もう一つは「企業の努力不足が主要因」だと、読者に受け取って欲しくないという点です。もちろんそういう企業もあるかもしれませんが、余裕のある状態を健常、余裕のない状態を障害とすると、昨今は余裕のある”健常企業”は少なく、余裕のない”障害企業”が多いのが実際だと思います。余裕のない”障害企業”は従業員になかなか配慮ができません。何が多くの企業を”障害”に追いやっているのかは簡単な議論ではありませんが、問題の根っこは深く、発達障害のことだけを見ていても分からないということは伝わってほしいと思います。
CO-BOの読者である学生の皆さまへのメッセージ
発達障害のある人の就労問題にかかわらず、世の中の問題は多面的で複層的です。問題の全容は何年たってもわからないと思いますし、問題は日々変化していくもので掴みづらいものです。きっかけシートを読んだ学生の皆さんにはできる限り視座の高い把握をしてもらいたいのですが、他方で、ぜひ現場に飛び込んで問題にぶつかっていってほしいと思います。現場にどっぷり浸かって発達障害のある人が直面する問題を体感することで、きっかけシートの文章が実感を持って感じられるとともに、新たな気づきも生まれ、更なる疑問も出てくると思います。
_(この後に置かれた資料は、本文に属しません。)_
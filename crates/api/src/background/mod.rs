//! Background tasks and scheduled jobs.
//!
//! Each submodule provides a long-running async function intended to be
//! spawned via `tokio::spawn`. All tasks accept a [`CancellationToken`]
//! for graceful shutdown.
//!
//! [`CancellationToken`]: tokio_util::sync::CancellationToken

pub mod session_sweeper;
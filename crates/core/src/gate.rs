//! The Session Gate: form validation plus session lifecycle.
//!
//! ```text
//! Anonymous --login/register ok--> Authenticated
//! Authenticated --logout/expiry--> Anonymous
//! Anonymous --validation error--> Anonymous (error returned to caller)
//! ```
//!
//! A "request context" is represented by the optional [`SessionId`] the
//! request carried. The gate never sees cookies or HTTP; the transport layer
//! turns whatever the client sent into that option.

use std::sync::Arc;

use chrono::Utc;

use crate::error::{CoreError, CoreResult, ValidationError};
use crate::session::{Session, SessionPolicy};
use crate::store::SessionStore;
use crate::types::SessionId;
use crate::validation::{local_part, require_field, validate_email, validate_email_format};

pub struct SessionGate {
    store: Arc<dyn SessionStore>,
    policy: SessionPolicy,
}

impl SessionGate {
    pub fn new(store: Arc<dyn SessionStore>, policy: SessionPolicy) -> Self {
        Self { store, policy }
    }

    pub fn policy(&self) -> &SessionPolicy {
        &self.policy
    }

    /// Validate a login submission and open a session for it.
    ///
    /// The display name is the part of `email` before the first `@`. A
    /// session already attached to the request context (`current`) is
    /// destroyed first, so the new one replaces it rather than merging.
    pub async fn login(
        &self,
        email: Option<&str>,
        current: Option<&SessionId>,
    ) -> CoreResult<Session> {
        let email = validate_email(email).inspect_err(|e| {
            tracing::debug!(reason = %e, "Login rejected");
        })?;

        let session = Session::new(email, local_part(email), Utc::now());
        self.establish(session, current).await
    }

    /// Validate a registration submission and open a session for it.
    ///
    /// Both fields are checked for presence before the email format is
    /// looked at. The display name is `name` verbatim. There is no account
    /// table, so registering the same email twice simply opens another
    /// session.
    pub async fn register(
        &self,
        name: Option<&str>,
        email: Option<&str>,
        current: Option<&SessionId>,
    ) -> CoreResult<Session> {
        let (name, email) = match (require_field(name), require_field(email)) {
            (Ok(name), Ok(email)) => (name, email),
            _ => {
                tracing::debug!(reason = %ValidationError::MissingField, "Registration rejected");
                return Err(ValidationError::MissingField.into());
            }
        };
        validate_email_format(email).inspect_err(|e| {
            tracing::debug!(reason = %e, "Registration rejected");
        })?;

        let session = Session::new(email, name, Utc::now());
        self.establish(session, current).await
    }

    /// Resolve the request's session, or fail with [`CoreError::Unauthenticated`].
    ///
    /// Expired records are deleted when encountered. A successful check
    /// refreshes the session's idle clock.
    pub async fn require_session(&self, id: Option<&SessionId>) -> CoreResult<Session> {
        let Some(id) = id else {
            return Err(CoreError::Unauthenticated);
        };
        let Some(mut session) = self.store.get(id).await? else {
            tracing::debug!("Unknown session id presented");
            return Err(CoreError::Unauthenticated);
        };

        let now = Utc::now();
        if session.is_expired(&self.policy, now) {
            self.store.remove(id).await?;
            tracing::info!(display_name = %session.display_name, "Session expired");
            return Err(CoreError::Unauthenticated);
        }

        // Losing the race against a concurrent logout means the session is gone.
        if !self.store.touch(id, now).await? {
            return Err(CoreError::Unauthenticated);
        }
        session.last_seen_at = now;
        Ok(session)
    }

    /// Destroy the request's session. Idempotent.
    pub async fn logout(&self, id: Option<&SessionId>) -> CoreResult<()> {
        if let Some(id) = id {
            if self.store.remove(id).await? {
                tracing::info!("Session destroyed");
            }
        }
        Ok(())
    }

    /// Remove every session that has outlived the policy.
    pub async fn purge_expired(&self) -> CoreResult<usize> {
        let policy = self.policy;
        let now = Utc::now();
        let purged = self
            .store
            .purge(&|session: &Session| session.is_expired(&policy, now))
            .await?;
        Ok(purged)
    }

    /// Number of sessions currently held by the store.
    pub async fn active_sessions(&self) -> CoreResult<usize> {
        Ok(self.store.count().await?)
    }

    async fn establish(&self, session: Session, current: Option<&SessionId>) -> CoreResult<Session> {
        if let Some(previous) = current {
            self.store.remove(previous).await?;
        }
        self.store.insert(session.clone()).await?;
        tracing::info!(display_name = %session.display_name, "Session created");
        Ok(session)
    }
}

#[cfg(test)]
mod tests {
    use std::time::Duration;

    use assert_matches::assert_matches;

    use super::*;
    use crate::store::InMemorySessionStore;

    fn gate() -> SessionGate {
        gate_with(SessionPolicy::default())
    }

    fn gate_with(policy: SessionPolicy) -> SessionGate {
        SessionGate::new(Arc::new(InMemorySessionStore::new()), policy)
    }

    #[tokio::test]
    async fn login_derives_display_name_from_local_part() {
        let gate = gate();

        let session = gate.login(Some("alice@example.com"), None).await.unwrap();

        assert_eq!(session.display_name, "alice");
        assert_eq!(session.email, "alice@example.com");
        let found = gate.require_session(Some(&session.id)).await.unwrap();
        assert_eq!(found.display_name, "alice");
    }

    #[tokio::test]
    async fn login_with_missing_email_creates_nothing() {
        let gate = gate();

        for email in [None, Some(""), Some("   ")] {
            assert_matches!(
                gate.login(email, None).await,
                Err(CoreError::Validation(ValidationError::MissingField))
            );
        }
        assert_eq!(gate.active_sessions().await.unwrap(), 0);
    }

    #[tokio::test]
    async fn login_with_bad_format_creates_nothing() {
        let gate = gate();

        assert_matches!(
            gate.login(Some("not-an-email"), None).await,
            Err(CoreError::Validation(ValidationError::InvalidFormat))
        );
        assert_eq!(gate.active_sessions().await.unwrap(), 0);
    }

    #[tokio::test]
    async fn register_keeps_name_verbatim() {
        let gate = gate();

        let session = gate
            .register(Some("Bob Smith"), Some("bob@example.com"), None)
            .await
            .unwrap();

        assert_eq!(session.display_name, "Bob Smith");
        assert!(gate.require_session(Some(&session.id)).await.is_ok());
    }

    #[tokio::test]
    async fn register_reports_missing_before_format() {
        let gate = gate();

        assert_matches!(
            gate.register(None, Some("bad"), None).await,
            Err(CoreError::Validation(ValidationError::MissingField))
        );
        assert_matches!(
            gate.register(Some("Bob"), Some(" "), None).await,
            Err(CoreError::Validation(ValidationError::MissingField))
        );
        assert_matches!(
            gate.register(Some("Bob"), Some("bob@example"), None).await,
            Err(CoreError::Validation(ValidationError::InvalidFormat))
        );
        assert_eq!(gate.active_sessions().await.unwrap(), 0);
    }

    #[tokio::test]
    async fn duplicate_registration_opens_independent_sessions() {
        let gate = gate();

        let first = gate
            .register(Some("Bob"), Some("bob@example.com"), None)
            .await
            .unwrap();
        let second = gate
            .register(Some("Bob"), Some("bob@example.com"), None)
            .await
            .unwrap();

        assert_ne!(first.id, second.id);
        assert_eq!(gate.active_sessions().await.unwrap(), 2);
    }

    #[tokio::test]
    async fn new_login_replaces_current_session() {
        let gate = gate();
        let first = gate.login(Some("alice@example.com"), None).await.unwrap();

        let second = gate
            .login(Some("carol@example.com"), Some(&first.id))
            .await
            .unwrap();

        assert_matches!(
            gate.require_session(Some(&first.id)).await,
            Err(CoreError::Unauthenticated)
        );
        assert_eq!(
            gate.require_session(Some(&second.id)).await.unwrap().display_name,
            "carol"
        );
        assert_eq!(gate.active_sessions().await.unwrap(), 1);
    }

    #[tokio::test]
    async fn require_session_without_login_is_unauthenticated() {
        let gate = gate();

        assert_matches!(gate.require_session(None).await, Err(CoreError::Unauthenticated));
        assert_matches!(
            gate.require_session(Some(&SessionId::generate())).await,
            Err(CoreError::Unauthenticated)
        );
    }

    #[tokio::test]
    async fn logout_then_require_session_is_unauthenticated() {
        let gate = gate();
        let session = gate.login(Some("alice@example.com"), None).await.unwrap();

        gate.logout(Some(&session.id)).await.unwrap();

        assert_matches!(
            gate.require_session(Some(&session.id)).await,
            Err(CoreError::Unauthenticated)
        );
    }

    #[tokio::test]
    async fn logout_is_idempotent() {
        let gate = gate();
        let session = gate.login(Some("alice@example.com"), None).await.unwrap();

        gate.logout(Some(&session.id)).await.unwrap();
        gate.logout(Some(&session.id)).await.unwrap();
        gate.logout(None).await.unwrap();
    }

    #[tokio::test]
    async fn expired_session_is_removed_on_access() {
        let gate = gate_with(SessionPolicy {
            ttl: Some(Duration::ZERO),
            idle_timeout: None,
        });
        let session = gate.login(Some("alice@example.com"), None).await.unwrap();

        assert_matches!(
            gate.require_session(Some(&session.id)).await,
            Err(CoreError::Unauthenticated)
        );
        assert_eq!(gate.active_sessions().await.unwrap(), 0);
    }

    #[tokio::test]
    async fn purge_expired_sweeps_stale_sessions() {
        let gate = gate_with(SessionPolicy {
            ttl: None,
            idle_timeout: Some(Duration::ZERO),
        });
        gate.login(Some("alice@example.com"), None).await.unwrap();
        gate.login(Some("bob@example.com"), None).await.unwrap();

        assert_eq!(gate.purge_expired().await.unwrap(), 2);
        assert_eq!(gate.active_sessions().await.unwrap(), 0);
    }

    #[tokio::test]
    async fn purge_expired_keeps_sessions_without_policy() {
        let gate = gate();
        gate.login(Some("alice@example.com"), None).await.unwrap();

        assert_eq!(gate.purge_expired().await.unwrap(), 0);
        assert_eq!(gate.active_sessions().await.unwrap(), 1);
    }
}
//! Form field validation for the login and registration flows.
//!
//! Checks run in a fixed order: presence first, then format. The first
//! failure wins, so a blank email is always reported as
//! [`ValidationError::MissingField`] and never as a format problem.

use std::sync::LazyLock;

use regex::Regex;

use crate::error::ValidationError;

/// `local "@" domain "." tld`, each part non-empty, no whitespace anywhere.
static EMAIL_PATTERN: LazyLock<Regex> = LazyLock::new(|| {
    Regex::new(r"^[^\s@]+@[^\s@]+\.[^\s@]+$").expect("email pattern is a valid regex")
});

/// Return the field value if it is present and not blank.
///
/// Whitespace-only input counts as missing. The returned slice is the
/// original, untrimmed value.
pub fn require_field(value: Option<&str>) -> Result<&str, ValidationError> {
    match value {
        Some(v) if !v.trim().is_empty() => Ok(v),
        _ => Err(ValidationError::MissingField),
    }
}

/// Check that `email` has the `local@domain.tld` shape.
pub fn validate_email_format(email: &str) -> Result<(), ValidationError> {
    if EMAIL_PATTERN.is_match(email) {
        Ok(())
    } else {
        Err(ValidationError::InvalidFormat)
    }
}

/// Presence plus format check for an email field.
pub fn validate_email(value: Option<&str>) -> Result<&str, ValidationError> {
    let email = require_field(value)?;
    validate_email_format(email)?;
    Ok(email)
}

/// Substring of `email` preceding the first `@`.
///
/// Only meaningful for addresses that passed [`validate_email_format`];
/// returns the whole input when there is no `@`.
pub fn local_part(email: &str) -> &str {
    email.split_once('@').map_or(email, |(local, _)| local)
}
発達障害のある人の就労問題は、行政・教育機関・企業・支援者などが絡み、どの現場に飛び込めばよいのかわからないかもしれませんが、私はどこでも構わないと思います。どの現場でも必ず問題の全容が隠れているものです。ただしどっぷり浸からないとつながりは見えてきません。興味関心を持ったら、本やネットに頼りすぎず、自分の身近な事例に現場で深く関わることから始めてほしいと思います。
もう一つはきっかけシートを読んで、「自分も発達障害ではないか」と思った方へ。
可能性として読者の学生の方が発達障害である確率は数%。自分も将来就職に苦しむのではないか、社会から阻害されるのではないかと怖くなっているかもしれません。たしかに今自分が思い描いている将来像ではないかもしれませんが、発達の凸凹を知ることは、自分の可能性を最大限に活かすうえでは何より重要です。診断されるレベルであろうがなかろうが、自分の得手不得手をしっかり理解し、上手に得意を活かす生き方を模索してほしいと思います。自分のことを可哀想だとか、障害がある、などと過度に悲観的にならないで欲しいです。凸凹のある自分を受け止めることが、自分の生きる道を探すうえでもっとも重要だと思います。